Today the prevailing winds blow west to east in the continental United States. This has not always been the case however. During the last ice age (36,000 to 14,000 years ago) winds blew from east to west.

Today's Pacific Northwest known for raining every three days was once much drier due to the previous wind direction for example. The glaciers would have created a wind and moisture barrier which would cause the boundary of the glaciers to have weather like Mount Washington.

Scientists speculate that the winds change course with significant climate change. Just goes to show how the idea of a "natural equilibrium" is flawed and how volatile our world is. (Hat tip: Very Spatial)

2 comments:

karnala said...

At first I thought the wind changes could just be the normal pattern of ENSO until I read this article "The Great Climate Flip-flop" by WILLIAM H. CALVIN, which also bring into question the "natural equilibrium".
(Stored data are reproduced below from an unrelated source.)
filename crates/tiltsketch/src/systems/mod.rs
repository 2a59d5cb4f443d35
pub mod debug;
pub mod vector;
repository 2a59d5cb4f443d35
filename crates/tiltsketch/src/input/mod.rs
pub mod queue;
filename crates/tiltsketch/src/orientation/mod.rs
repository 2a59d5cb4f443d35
//! Device tilt → gravity.
//!
//! [`device`] classifies the hardware once at startup, [`calibrate`] maps raw
//! tilt angles to a gravity vector, [`gravity`] owns the per-session gravity
//! and its one-way latch, and [`permission`] decides whether tilt data will
//! ever arrive.

pub mod calibrate;
pub mod device;
pub mod gravity;
pub mod permission;
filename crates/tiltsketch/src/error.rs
/// Why a session ended up on static fallback gravity.
///
/// None of these reach the render loop; the permission negotiator records the
/// reason and the game keeps running with downward gravity.
#[derive(Debug, Clone, PartialEq, Eq, thiserror::Error)]
pub enum OrientationError {
    #[error("device orientation is not supported on this platform")]
    Unsupported,
    #[error("device orientation permission was denied")]
    PermissionDenied,
    #[error("device orientation permission request failed: {0}")]
    RequestFailed(String),
}

#[derive(Debug, thiserror::Error)]
pub enum ConfigError {
    #[error("config is not valid JSON: {0}")]
    Json(#[from] serde_json::Error),
    #[error("invalid config: {0}")]
    Invalid(String),
}
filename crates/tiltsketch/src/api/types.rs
use bytemuck::{Pod, Zeroable};

/// Unique identifier for an entity in the scene.
#[derive(Debug, Clone, Copy, PartialEq, Eq, Hash)]
pub struct EntityId(pub u32);

/// A game event handed from Rust to the host page through the shared buffer.
/// `kind` identifies the event, `a/b/c` carry payload.
#[repr(C)]
#[derive(Debug, Clone, Copy, Default, PartialEq, Pod, Zeroable)]
pub struct GameEvent {
    pub kind: f32,
    pub a: f32,
    pub b: f32,
    pub c: f32,
}

impl GameEvent {
    pub const FLOATS: usize = 4;

    pub fn new(kind: f32, a: f32, b: f32, c: f32) -> Self {
        Self { kind, a, b, c }
    }
}

/// `GameEvent::kind` values understood by the host page.
pub mod event_kind {
    /// Permission negotiation changed state. `a` = state code.
    pub const PERMISSION_STATE: f32 = 1.0;
    /// A stroke was committed. `a` = segments created, `b` = strokes so far.
    pub const STROKE_COMMITTED: f32 = 2.0;
}
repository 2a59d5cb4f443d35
/// Shared buffer layout.
/// Must stay in sync with the host page's `protocol.ts`.
///
/// Layout (all values in f32 / 4 bytes):
/// ```text
/// [Header: 12 floats]
/// [Vector vertices: max_vector_vertices × 6 floats]
/// [Events: max_events × 4 floats]
/// ```
///
/// Capacities are written into the header every frame.
/// The host reads them from the header to compute offsets dynamically.

use glam::Vec2;

use crate::api::game::GameConfig;
use crate::api::types::GameEvent;
use crate::orientation::permission::PermissionState;
use crate::systems::vector::VectorVertex;

/// Number of floats in the header section.
pub const HEADER_FLOATS: usize = 12;

/// Header field indices.
pub const HEADER_LOCK: usize = 0;
pub const HEADER_FRAME_COUNTER: usize = 1;
pub const HEADER_CANVAS_WIDTH: usize = 2;
pub const HEADER_CANVAS_HEIGHT: usize = 3;
pub const HEADER_MAX_VECTOR_VERTICES: usize = 4;
pub const HEADER_VECTOR_VERTEX_COUNT: usize = 5;
pub const HEADER_MAX_EVENTS: usize = 6;
pub const HEADER_EVENT_COUNT: usize = 7;
pub const HEADER_PERMISSION_STATE: usize = 8;
pub const HEADER_GRAVITY_X: usize = 9;
pub const HEADER_GRAVITY_Y: usize = 10;
pub const HEADER_PROTOCOL_VERSION: usize = 11;

/// Protocol version written into the header.
pub const PROTOCOL_VERSION: f32 = 1.0;

/// Runtime-computed buffer layout.
#[derive(Debug, Clone, PartialEq)]
pub struct ProtocolLayout {
    pub max_vector_vertices: usize,
    pub max_events: usize,

    /// Size of vector vertex section in floats.
    pub vector_data_floats: usize,
    /// Size of event data section in floats.
    pub event_data_floats: usize,

    /// Offset (in floats) where vector vertices begin.
    pub vector_data_offset: usize,
    /// Offset (in floats) where event data begins.
    pub event_data_offset: usize,

    /// Total buffer size in floats.
    pub buffer_total_floats: usize,
    /// Total buffer size in bytes.
    pub buffer_total_bytes: usize,
}

impl ProtocolLayout {
    /// Compute layout from raw capacity values.
    pub fn new(max_vector_vertices: usize, max_events: usize) -> Self {
        let vector_data_floats = max_vector_vertices * VectorVertex::FLOATS;
        let event_data_floats = max_events * GameEvent::FLOATS;

        let vector_data_offset = HEADER_FLOATS;
        let event_data_offset = vector_data_offset + vector_data_floats;

        let buffer_total_floats = event_data_offset + event_data_floats;

        Self {
            max_vector_vertices,
            max_events,
            vector_data_floats,
            event_data_floats,
            vector_data_offset,
            event_data_offset,
            buffer_total_floats,
            buffer_total_bytes: buffer_total_floats * 4,
        }
    }

    /// Compute layout from a GameConfig.
    pub fn from_config(config: &GameConfig) -> Self {
        Self::new(config.max_vector_vertices, config.max_events)
    }
}

/// Per-frame header values. Counts are clamped to the layout's capacities.
#[derive(Debug, Clone, Copy, PartialEq)]
pub struct FrameHeader {
    pub frame: u32,
    pub canvas: Vec2,
    pub vector_vertex_count: usize,
    pub event_count: usize,
    pub permission: PermissionState,
    /// Gravity in engine units, before scaling.
    pub gravity: Vec2,
}

impl FrameHeader {
    pub fn write_into(&self, layout: &ProtocolLayout, header: &mut [f32; HEADER_FLOATS]) {
        header[HEADER_LOCK] = 0.0;
        header[HEADER_FRAME_COUNTER] = self.frame as f32;
        header[HEADER_CANVAS_WIDTH] = self.canvas.x;
        header[HEADER_CANVAS_HEIGHT] = self.canvas.y;
        header[HEADER_MAX_VECTOR_VERTICES] = layout.max_vector_vertices as f32;
        header[HEADER_VECTOR_VERTEX_COUNT] = self.vector_vertex_count.min(layout.max_vector_vertices) as f32;
        header[HEADER_MAX_EVENTS] = layout.max_events as f32;
        header[HEADER_EVENT_COUNT] = self.event_count.min(layout.max_events) as f32;
        header[HEADER_PERMISSION_STATE] = self.permission.code();
        header[HEADER_GRAVITY_X] = self.gravity.x;
        header[HEADER_GRAVITY_Y] = self.gravity.y;
        header[HEADER_PROTOCOL_VERSION] = PROTOCOL_VERSION;
    }
}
ONE of the most shocking scientific realizations of all time has slowly been dawning on us: the earth's climate does great flip-flops every few thousand years, and with breathtaking speed. We could go back to ice-age temperatures within a decade ˜ and judging from recent discoveries, an abrupt cooling could be triggered by our current global-warming trend....
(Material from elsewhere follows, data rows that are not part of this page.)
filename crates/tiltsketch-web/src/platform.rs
//! Browser probing and the orientation/permission side effects.
//!
//! Everything here touches `window`; the game core only sees the plain data
//! these functions hand back.

use std::cell::Cell;

use js_sys::{Function, Promise, Reflect};
use tiltsketch::{
    DeviceClass, DeviceProfile, NavigatorInfo, OrientationCapability, OrientationSample,
    PermissionResponse, ScreenRotation,
};
use wasm_bindgen::prelude::*;
use wasm_bindgen::JsCast;
use wasm_bindgen_futures::{spawn_local, JsFuture};
use web_sys::DeviceOrientationEvent;

thread_local! {
    static ORIENTATION_ATTACHED: Cell<bool> = Cell::new(false);
}

/// Resolve device class, screen rotation and orientation capability once at startup.
pub fn probe() -> DeviceProfile {
    let Some(window) = web_sys::window() else {
        return DeviceProfile::default();
    };

    let navigator = window.navigator();
    let info = NavigatorInfo {
        user_agent: navigator.user_agent().unwrap_or_default(),
        platform: navigator.platform().unwrap_or_default(),
        max_touch_points: navigator.max_touch_points().max(0) as u32,
    };

    DeviceProfile {
        class: DeviceClass::detect(&info),
        rotation: screen_rotation(&window),
        capability: capability(&window),
    }
}

/// `window.orientation`, or `Rot0` where the browser does not report it.
pub fn screen_rotation(window: &web_sys::Window) -> ScreenRotation {
    Reflect::get(window, &"orientation".into())
        .ok()
        .and_then(|value| value.as_f64())
        .and_then(|degrees| ScreenRotation::from_degrees(degrees as i32))
        .unwrap_or_default()
}

fn capability(window: &web_sys::Window) -> OrientationCapability {
    let Some(ctor) = orientation_event_ctor(window) else {
        return OrientationCapability::Unsupported;
    };
    if request_permission_fn(&ctor).is_some() {
        OrientationCapability::ConsentGated
    } else {
        OrientationCapability::Open
    }
}

fn orientation_event_ctor(window: &web_sys::Window) -> Option<JsValue> {
    Reflect::get(window, &"DeviceOrientationEvent".into())
        .ok()
        .filter(|value| !value.is_undefined() && !value.is_null())
}

fn request_permission_fn(ctor: &JsValue) -> Option<Function> {
    Reflect::get(ctor, &"requestPermission".into())
        .ok()
        .and_then(|value| value.dyn_into::<Function>().ok())
}

fn describe(err: &JsValue) -> String {
    err.as_string()
        .or_else(|| {
            Reflect::get(err, &"message".into())
                .ok()
                .and_then(|message| message.as_string())
        })
        .unwrap_or_else(|| format!("{:?}", err))
}

/// Call `DeviceOrientationEvent.requestPermission()`.
///
/// The call itself happens synchronously so it stays inside the user gesture
/// that triggered it; only the answer is awaited. Every failure is reported as
/// `PermissionResponse::Failed`.
pub fn request_orientation_permission(on_result: impl FnOnce(PermissionResponse) + 'static) {
    let promise = match start_permission_request() {
        Ok(promise) => promise,
        Err(err) => {
            on_result(PermissionResponse::Failed(describe(&err)));
            return;
        }
    };

    spawn_local(async move {
        let response = match JsFuture::from(promise).await {
            Ok(answer) if answer.as_string().as_deref() == Some("granted") => PermissionResponse::Granted,
            Ok(_) => PermissionResponse::Denied,
            Err(err) => PermissionResponse::Failed(describe(&err)),
        };
        on_result(response);
    });
}

fn start_permission_request() -> Result<Promise, JsValue> {
    let window = web_sys::window().ok_or_else(|| JsValue::from_str("no window"))?;
    let ctor = orientation_event_ctor(&window)
        .ok_or_else(|| JsValue::from_str("DeviceOrientationEvent unavailable"))?;
    let request = request_permission_fn(&ctor)
        .ok_or_else(|| JsValue::from_str("requestPermission unavailable"))?;
    request.call0(&ctor)?.dyn_into::<Promise>()
}

/// Listen for `deviceorientation` for the rest of the page's life.
/// Only the first call attaches.
pub fn attach_orientation_listener(mut on_sample: impl FnMut(OrientationSample) + 'static) -> Result<(), JsValue> {
    if ORIENTATION_ATTACHED.with(Cell::get) {
        return Ok(());
    }
    let window = web_sys::window().ok_or_else(|| JsValue::from_str("no window"))?;

    let handler = Closure::<dyn FnMut(DeviceOrientationEvent)>::new(move |event: DeviceOrientationEvent| {
        on_sample(OrientationSample::new(
            event.beta().map(|v| v as f32),
            event.gamma().map(|v| v as f32),
            event.alpha().map(|v| v as f32),
        ));
    });
    window.add_event_listener_with_callback("deviceorientation", handler.as_ref().unchecked_ref())?;
    handler.forget();

    ORIENTATION_ATTACHED.with(|attached| attached.set(true));
    log::info!("deviceorientation listener attached");
    Ok(())
}

/// Report the new screen rotation on every `orientationchange`.
pub fn watch_screen_rotation(mut on_change: impl FnMut(ScreenRotation) + 'static) -> Result<(), JsValue> {
    let window = web_sys::window().ok_or_else(|| JsValue::from_str("no window"))?;

    let handler = Closure::<dyn FnMut(web_sys::Event)>::new(move |_event: web_sys::Event| {
        if let Some(window) = web_sys::window() {
            on_change(screen_rotation(&window));
        }
    });
    window.add_event_listener_with_callback("orientationchange", handler.as_ref().unchecked_ref())?;
    handler.forget();
    Ok(())
}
What paleoclimate and oceanography researchers know of the mechanisms underlying such a climate "flip" suggests that global warming could start one in several different ways.

For a quarter century global-warming theorists have predicted that climate creep was going to occur and that we needed to prevent greenhouse gases from warming things up, thereby raising the sea level, destroying habitats, intensifying storms, and forcing agricultural rearrangements. Now we know ˜ and from an entirely different group of scientists exploring separate lines of reasoning and data ˜ that the most catastrophic result of global warming could be an abrupt cooling.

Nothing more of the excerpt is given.